◆ Records shown:
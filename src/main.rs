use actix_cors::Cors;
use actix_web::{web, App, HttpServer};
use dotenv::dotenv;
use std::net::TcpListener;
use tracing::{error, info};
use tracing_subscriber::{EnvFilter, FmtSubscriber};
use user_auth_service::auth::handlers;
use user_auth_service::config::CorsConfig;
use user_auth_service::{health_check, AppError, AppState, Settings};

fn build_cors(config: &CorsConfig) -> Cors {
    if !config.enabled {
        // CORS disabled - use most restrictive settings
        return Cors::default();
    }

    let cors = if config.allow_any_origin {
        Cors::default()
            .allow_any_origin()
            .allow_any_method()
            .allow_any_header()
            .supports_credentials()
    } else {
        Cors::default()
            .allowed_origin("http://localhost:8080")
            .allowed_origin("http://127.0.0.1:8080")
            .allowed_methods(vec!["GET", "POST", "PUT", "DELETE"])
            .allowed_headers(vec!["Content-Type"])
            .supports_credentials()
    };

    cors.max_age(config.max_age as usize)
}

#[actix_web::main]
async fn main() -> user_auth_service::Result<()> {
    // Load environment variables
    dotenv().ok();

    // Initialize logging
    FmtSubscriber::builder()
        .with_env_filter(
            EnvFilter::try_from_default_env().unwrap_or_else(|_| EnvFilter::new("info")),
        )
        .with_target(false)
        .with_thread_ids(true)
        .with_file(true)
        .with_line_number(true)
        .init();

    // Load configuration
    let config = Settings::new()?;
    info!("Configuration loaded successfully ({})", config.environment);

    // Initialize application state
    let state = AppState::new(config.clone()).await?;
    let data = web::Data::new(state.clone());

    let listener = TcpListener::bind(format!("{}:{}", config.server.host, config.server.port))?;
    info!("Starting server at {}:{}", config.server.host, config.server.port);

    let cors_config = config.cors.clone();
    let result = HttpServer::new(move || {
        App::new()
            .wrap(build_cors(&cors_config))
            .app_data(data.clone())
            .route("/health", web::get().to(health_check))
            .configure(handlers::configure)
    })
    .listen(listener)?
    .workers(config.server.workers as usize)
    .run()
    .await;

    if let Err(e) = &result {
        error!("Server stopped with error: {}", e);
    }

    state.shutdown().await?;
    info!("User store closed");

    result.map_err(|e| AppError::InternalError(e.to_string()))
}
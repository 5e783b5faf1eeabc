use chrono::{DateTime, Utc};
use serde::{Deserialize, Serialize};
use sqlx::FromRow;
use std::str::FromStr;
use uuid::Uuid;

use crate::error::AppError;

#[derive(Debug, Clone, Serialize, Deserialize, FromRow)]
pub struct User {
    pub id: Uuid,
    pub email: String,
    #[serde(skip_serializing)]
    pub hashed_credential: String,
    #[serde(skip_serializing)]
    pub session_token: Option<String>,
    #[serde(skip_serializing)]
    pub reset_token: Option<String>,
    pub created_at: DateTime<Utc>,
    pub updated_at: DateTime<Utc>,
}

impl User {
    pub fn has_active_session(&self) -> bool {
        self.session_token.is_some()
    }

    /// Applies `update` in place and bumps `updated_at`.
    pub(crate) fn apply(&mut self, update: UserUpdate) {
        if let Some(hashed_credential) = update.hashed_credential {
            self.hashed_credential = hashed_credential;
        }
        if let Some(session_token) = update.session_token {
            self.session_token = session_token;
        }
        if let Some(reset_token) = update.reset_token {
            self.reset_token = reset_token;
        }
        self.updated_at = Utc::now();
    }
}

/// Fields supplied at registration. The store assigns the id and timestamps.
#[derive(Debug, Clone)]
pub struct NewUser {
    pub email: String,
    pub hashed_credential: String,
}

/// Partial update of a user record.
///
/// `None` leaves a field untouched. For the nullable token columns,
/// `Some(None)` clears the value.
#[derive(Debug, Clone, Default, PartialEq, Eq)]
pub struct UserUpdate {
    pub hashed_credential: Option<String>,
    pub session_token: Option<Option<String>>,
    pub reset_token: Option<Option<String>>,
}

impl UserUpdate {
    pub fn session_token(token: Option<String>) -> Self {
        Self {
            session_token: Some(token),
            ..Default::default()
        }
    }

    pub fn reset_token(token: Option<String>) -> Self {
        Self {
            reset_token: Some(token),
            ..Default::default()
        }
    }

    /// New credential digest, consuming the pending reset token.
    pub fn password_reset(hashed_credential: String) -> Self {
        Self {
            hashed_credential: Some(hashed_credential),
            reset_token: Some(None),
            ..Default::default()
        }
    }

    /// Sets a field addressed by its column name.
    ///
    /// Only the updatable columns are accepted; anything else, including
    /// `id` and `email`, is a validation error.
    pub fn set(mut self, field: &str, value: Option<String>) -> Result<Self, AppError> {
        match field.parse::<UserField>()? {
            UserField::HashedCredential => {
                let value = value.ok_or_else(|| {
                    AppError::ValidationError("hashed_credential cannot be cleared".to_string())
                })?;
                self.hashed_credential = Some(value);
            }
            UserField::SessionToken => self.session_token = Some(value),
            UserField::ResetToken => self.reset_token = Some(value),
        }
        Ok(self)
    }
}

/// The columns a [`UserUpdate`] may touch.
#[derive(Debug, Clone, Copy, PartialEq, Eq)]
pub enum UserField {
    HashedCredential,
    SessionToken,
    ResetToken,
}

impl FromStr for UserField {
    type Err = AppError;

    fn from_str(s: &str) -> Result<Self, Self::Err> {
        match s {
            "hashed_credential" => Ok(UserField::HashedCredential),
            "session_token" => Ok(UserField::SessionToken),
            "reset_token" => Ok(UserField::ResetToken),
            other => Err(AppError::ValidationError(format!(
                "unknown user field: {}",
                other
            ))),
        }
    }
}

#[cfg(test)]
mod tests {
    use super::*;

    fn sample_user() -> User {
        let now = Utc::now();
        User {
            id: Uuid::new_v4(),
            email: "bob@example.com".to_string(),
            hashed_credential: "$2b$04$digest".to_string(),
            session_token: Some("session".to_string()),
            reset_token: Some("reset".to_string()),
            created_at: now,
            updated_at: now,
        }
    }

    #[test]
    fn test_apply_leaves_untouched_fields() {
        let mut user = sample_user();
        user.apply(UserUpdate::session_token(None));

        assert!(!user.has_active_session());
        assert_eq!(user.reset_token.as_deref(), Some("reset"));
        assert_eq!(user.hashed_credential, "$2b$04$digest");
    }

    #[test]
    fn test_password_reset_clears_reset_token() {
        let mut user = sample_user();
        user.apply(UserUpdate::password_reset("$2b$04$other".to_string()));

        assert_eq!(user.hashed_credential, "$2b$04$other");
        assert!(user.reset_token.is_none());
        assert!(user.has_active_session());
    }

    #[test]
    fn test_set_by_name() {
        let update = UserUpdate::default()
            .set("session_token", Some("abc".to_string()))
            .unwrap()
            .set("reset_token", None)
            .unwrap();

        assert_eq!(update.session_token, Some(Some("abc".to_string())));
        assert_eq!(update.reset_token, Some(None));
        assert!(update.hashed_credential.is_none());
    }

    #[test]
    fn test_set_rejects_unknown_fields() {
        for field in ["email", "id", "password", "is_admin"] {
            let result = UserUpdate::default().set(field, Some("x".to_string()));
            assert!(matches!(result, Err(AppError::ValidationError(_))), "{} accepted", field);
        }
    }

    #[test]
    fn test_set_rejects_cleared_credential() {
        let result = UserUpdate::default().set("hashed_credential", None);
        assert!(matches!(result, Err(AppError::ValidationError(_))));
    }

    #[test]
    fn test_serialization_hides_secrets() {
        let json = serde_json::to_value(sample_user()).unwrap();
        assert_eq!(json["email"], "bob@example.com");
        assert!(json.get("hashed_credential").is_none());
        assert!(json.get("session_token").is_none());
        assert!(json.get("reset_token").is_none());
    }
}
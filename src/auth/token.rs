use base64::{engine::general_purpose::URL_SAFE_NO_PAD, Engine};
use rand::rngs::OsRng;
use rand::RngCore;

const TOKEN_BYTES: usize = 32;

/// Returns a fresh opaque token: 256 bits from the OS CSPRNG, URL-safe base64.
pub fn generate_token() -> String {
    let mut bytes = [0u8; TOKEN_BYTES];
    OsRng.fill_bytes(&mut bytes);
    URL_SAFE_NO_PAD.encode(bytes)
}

* * *

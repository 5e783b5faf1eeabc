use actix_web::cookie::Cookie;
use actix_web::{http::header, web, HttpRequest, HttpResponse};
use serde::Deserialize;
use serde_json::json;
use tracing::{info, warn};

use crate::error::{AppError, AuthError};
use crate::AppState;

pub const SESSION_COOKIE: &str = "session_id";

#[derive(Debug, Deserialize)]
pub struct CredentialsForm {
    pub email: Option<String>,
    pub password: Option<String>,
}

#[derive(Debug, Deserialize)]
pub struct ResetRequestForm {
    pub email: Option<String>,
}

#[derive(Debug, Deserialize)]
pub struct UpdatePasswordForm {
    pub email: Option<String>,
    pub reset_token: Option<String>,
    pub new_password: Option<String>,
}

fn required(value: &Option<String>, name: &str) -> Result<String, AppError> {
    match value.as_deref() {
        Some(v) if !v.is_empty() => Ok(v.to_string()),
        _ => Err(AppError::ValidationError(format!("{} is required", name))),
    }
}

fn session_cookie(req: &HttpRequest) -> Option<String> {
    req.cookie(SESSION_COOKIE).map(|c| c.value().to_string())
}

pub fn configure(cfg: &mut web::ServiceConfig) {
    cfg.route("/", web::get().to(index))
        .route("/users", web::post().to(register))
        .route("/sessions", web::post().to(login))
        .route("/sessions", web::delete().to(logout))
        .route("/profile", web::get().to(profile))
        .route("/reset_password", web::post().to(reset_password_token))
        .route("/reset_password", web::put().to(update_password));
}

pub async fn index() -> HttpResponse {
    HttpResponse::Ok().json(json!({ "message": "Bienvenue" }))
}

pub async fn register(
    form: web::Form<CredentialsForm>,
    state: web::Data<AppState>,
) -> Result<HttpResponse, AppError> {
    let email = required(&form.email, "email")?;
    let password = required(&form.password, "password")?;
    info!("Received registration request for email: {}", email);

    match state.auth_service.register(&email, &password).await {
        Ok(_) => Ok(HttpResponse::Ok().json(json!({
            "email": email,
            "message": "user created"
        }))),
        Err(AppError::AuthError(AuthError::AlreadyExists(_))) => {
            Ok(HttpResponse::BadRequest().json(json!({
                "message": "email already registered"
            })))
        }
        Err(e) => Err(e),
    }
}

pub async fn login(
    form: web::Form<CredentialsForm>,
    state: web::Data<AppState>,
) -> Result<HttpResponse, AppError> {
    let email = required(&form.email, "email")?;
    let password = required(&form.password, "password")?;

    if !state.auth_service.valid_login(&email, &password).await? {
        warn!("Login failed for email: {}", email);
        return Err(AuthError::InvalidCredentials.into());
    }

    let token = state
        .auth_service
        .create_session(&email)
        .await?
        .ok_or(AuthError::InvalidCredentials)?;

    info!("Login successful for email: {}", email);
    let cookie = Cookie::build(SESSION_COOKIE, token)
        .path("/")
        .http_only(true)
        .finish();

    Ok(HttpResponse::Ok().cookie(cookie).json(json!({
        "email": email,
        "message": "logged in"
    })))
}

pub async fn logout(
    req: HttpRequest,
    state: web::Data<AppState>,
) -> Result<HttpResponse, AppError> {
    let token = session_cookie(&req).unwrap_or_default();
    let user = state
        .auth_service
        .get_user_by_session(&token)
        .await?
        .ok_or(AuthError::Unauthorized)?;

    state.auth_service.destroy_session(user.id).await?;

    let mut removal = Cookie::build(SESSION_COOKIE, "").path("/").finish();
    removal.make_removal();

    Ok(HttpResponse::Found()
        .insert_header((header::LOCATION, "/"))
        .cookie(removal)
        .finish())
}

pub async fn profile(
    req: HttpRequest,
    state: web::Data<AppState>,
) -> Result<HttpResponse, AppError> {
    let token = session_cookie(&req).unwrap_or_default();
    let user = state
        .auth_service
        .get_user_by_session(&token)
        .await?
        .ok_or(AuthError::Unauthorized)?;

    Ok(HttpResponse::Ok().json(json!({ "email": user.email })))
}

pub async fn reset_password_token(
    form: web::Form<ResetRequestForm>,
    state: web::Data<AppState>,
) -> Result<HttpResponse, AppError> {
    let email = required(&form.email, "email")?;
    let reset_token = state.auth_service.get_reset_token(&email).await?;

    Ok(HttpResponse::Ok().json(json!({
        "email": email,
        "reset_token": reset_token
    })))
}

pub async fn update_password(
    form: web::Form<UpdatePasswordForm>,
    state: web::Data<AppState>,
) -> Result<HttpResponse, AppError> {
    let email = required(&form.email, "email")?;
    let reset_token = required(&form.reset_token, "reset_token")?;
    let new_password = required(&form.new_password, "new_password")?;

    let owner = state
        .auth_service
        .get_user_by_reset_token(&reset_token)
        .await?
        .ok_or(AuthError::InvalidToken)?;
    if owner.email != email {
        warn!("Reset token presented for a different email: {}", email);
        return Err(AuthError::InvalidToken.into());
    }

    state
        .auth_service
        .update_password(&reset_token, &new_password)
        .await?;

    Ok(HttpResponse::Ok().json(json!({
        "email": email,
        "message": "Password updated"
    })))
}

◆ Task: Return exactly, and only, the lines above starting at the line that contains "filename src/main.rs" and ending at the line that contains "let result = HttpServer::new(move".

◆ Expected output:
filename src/main.rs
use actix_cors::Cors;
use actix_web::{web, App, HttpServer};
use dotenv::dotenv;
use std::net::TcpListener;
use tracing::{error, info};
use tracing_subscriber::{EnvFilter, FmtSubscriber};
use user_auth_service::auth::handlers;
use user_auth_service::config::CorsConfig;
use user_auth_service::{health_check, AppError, AppState, Settings};

fn build_cors(config: &CorsConfig) -> Cors {
    if !config.enabled {
        // CORS disabled - use most restrictive settings
        return Cors::default();
    }

    let cors = if config.allow_any_origin {
        Cors::default()
            .allow_any_origin()
            .allow_any_method()
            .allow_any_header()
            .supports_credentials()
    } else {
        Cors::default()
            .allowed_origin("http://localhost:8080")
            .allowed_origin("http://127.0.0.1:8080")
            .allowed_methods(vec!["GET", "POST", "PUT", "DELETE"])
            .allowed_headers(vec!["Content-Type"])
            .supports_credentials()
    };

    cors.max_age(config.max_age as usize)
}

#[actix_web::main]
async fn main() -> user_auth_service::Result<()> {
    // Load environment variables
    dotenv().ok();

    // Initialize logging
    FmtSubscriber::builder()
        .with_env_filter(
            EnvFilter::try_from_default_env().unwrap_or_else(|_| EnvFilter::new("info")),
        )
        .with_target(false)
        .with_thread_ids(true)
        .with_file(true)
        .with_line_number(true)
        .init();

    // Load configuration
    let config = Settings::new()?;
    info!("Configuration loaded successfully ({})", config.environment);

    // Initialize application state
    let state = AppState::new(config.clone()).await?;
    let data = web::Data::new(state.clone());

    let listener = TcpListener::bind(format!("{}:{}", config.server.host, config.server.port))?;
    info!("Starting server at {}:{}", config.server.host, config.server.port);

    let cors_config = config.cors.clone();
    let result = HttpServer::new(move || {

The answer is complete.